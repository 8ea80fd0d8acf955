use super::token::Token;

/// Splits text into lines, preserving line endings as separate tokens.
///
/// ## Example
///
/// ```not_rust
/// "Hello\nWorld!" -> ["Hello", "\n", "World!"]
/// "Line 1\r\nLine 2" -> ["Line 1", "\r\n", "Line 2"]
/// ```
pub fn line_tokenizer(text: &str) -> Vec<Token> {
    let mut result = Vec::new();
    let mut line_start = 0;

    let mut chars = text.char_indices().peekable();
    while let Some((i, c)) = chars.next() {
        if c == '\n' {
            if i > line_start {
                result.push(text[line_start..i].into());
            }
            result.push("\n".into());
            line_start = i + 1;
        } else if c == '\r' && chars.peek() == Some(&(i + 1, '\n')) {
            if i > line_start {
                result.push(text[line_start..i].into());
            }
            chars.next();
            result.push("\r\n".into());
            line_start = i + 2;
        }
    }

    if line_start < text.len() {
        result.push(text[line_start..].into());
    }

    result
}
======
### [Task requirements]
Going through the records above line by line, count those that hold the word "Some", and answer with the number only.

### [Answer area]
2